Bila kita melihat suatu foto atau gambar, kadang kita sendiri bingung dan bahkan tidak
tau tentang objek-objek yang ada di dalam foto/gambar tersebut. Ada beberapa objek
yang dapat dikenali secara langsung tetapi ada sebagain objek yang malah tidak
dikenali. Proses pengenalan objek ini sangat tergantung dari pengalaman dan persepsi
dari orang yang melihat foto tersebut. Bagi yang sudah biasa, mungkin dapat secara
mudah mengidentikasi objek, tetapi bagi yang tidak berpengalaman, proses pengenalan
objek akan sangatlah sulit. Apabila sudah bisa mengenali objek tersebut dan sudah
bisa menyampaikan informasinya kepada orang lain maka kita sedang melakukan
proses interpretasi. Pekerjaan interpretasi bukan hanya dilakukan oleh para fotografer
tapi juga oleh orang-orang yang berada didisiplin ilmu penginderaan jauh, bahkan bagi
orang2 yg bergantung pada hasil penginderaan jauh, interpretasi merupakan langkah
awal yang sangat menentukkan bagi hasil pekerjaannya nanti.

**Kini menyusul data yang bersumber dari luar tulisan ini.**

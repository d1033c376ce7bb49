//! Flat last-writer-wins merge of patches over defaults.

use super::parse::RawPatch;
use crate::schema::ConfigKey;
use crate::value::{ConfigValue, RawValue};
use std::collections::BTreeMap;

/// Origin label for values supplied by the built-in defaults.
pub(crate) const DEFAULTS_ORIGIN: &str = "defaults";

/// A merged value and the layer that last wrote it.
#[derive(Debug, Clone, PartialEq, Eq)]
pub struct MergedEntry {
    pub value: RawValue,
    pub origin: String,
}

/// Apply patches over defaults in order. Later patches win, and within one
/// patch a later assignment wins. Values are replaced wholesale.
pub fn merge_patches(
    defaults: &BTreeMap<ConfigKey, ConfigValue>,
    patches: &[RawPatch],
) -> BTreeMap<String, MergedEntry> {
    let mut merged: BTreeMap<String, MergedEntry> = defaults
        .iter()
        .map(|(key, value)| {
            (
                key.as_str().to_string(),
                MergedEntry {
                    value: value.to_raw(),
                    origin: DEFAULTS_ORIGIN.to_string(),
                },
            )
        })
        .collect();

    for patch in patches {
        for entry in &patch.entries {
            merged.insert(
                entry.key.clone(),
                MergedEntry {
                    value: entry.value.clone(),
                    origin: patch.origin(entry),
                },
            );
        }
    }
    merged
}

Ada tiga hal penting yang perlu dilakukan dalam proses interpretasi, yaitu deteksi,
identifikasi dan analisis. Deteksi citra merupakan pengamatan tentang adanya suatu
objek, misalkan pendeteksian objek disebuah daerah dekat perairan. Identifikasi atau
pengenalan merupakan upaya mencirikan objek yang telah dideteksi dengan
menggunakan keterangan yang cukup, misalnya mengidentifikasikan suatu objek
berkotak2 sebagai tambak di sekitar perairan karena objek tersebut dekat dengan laut.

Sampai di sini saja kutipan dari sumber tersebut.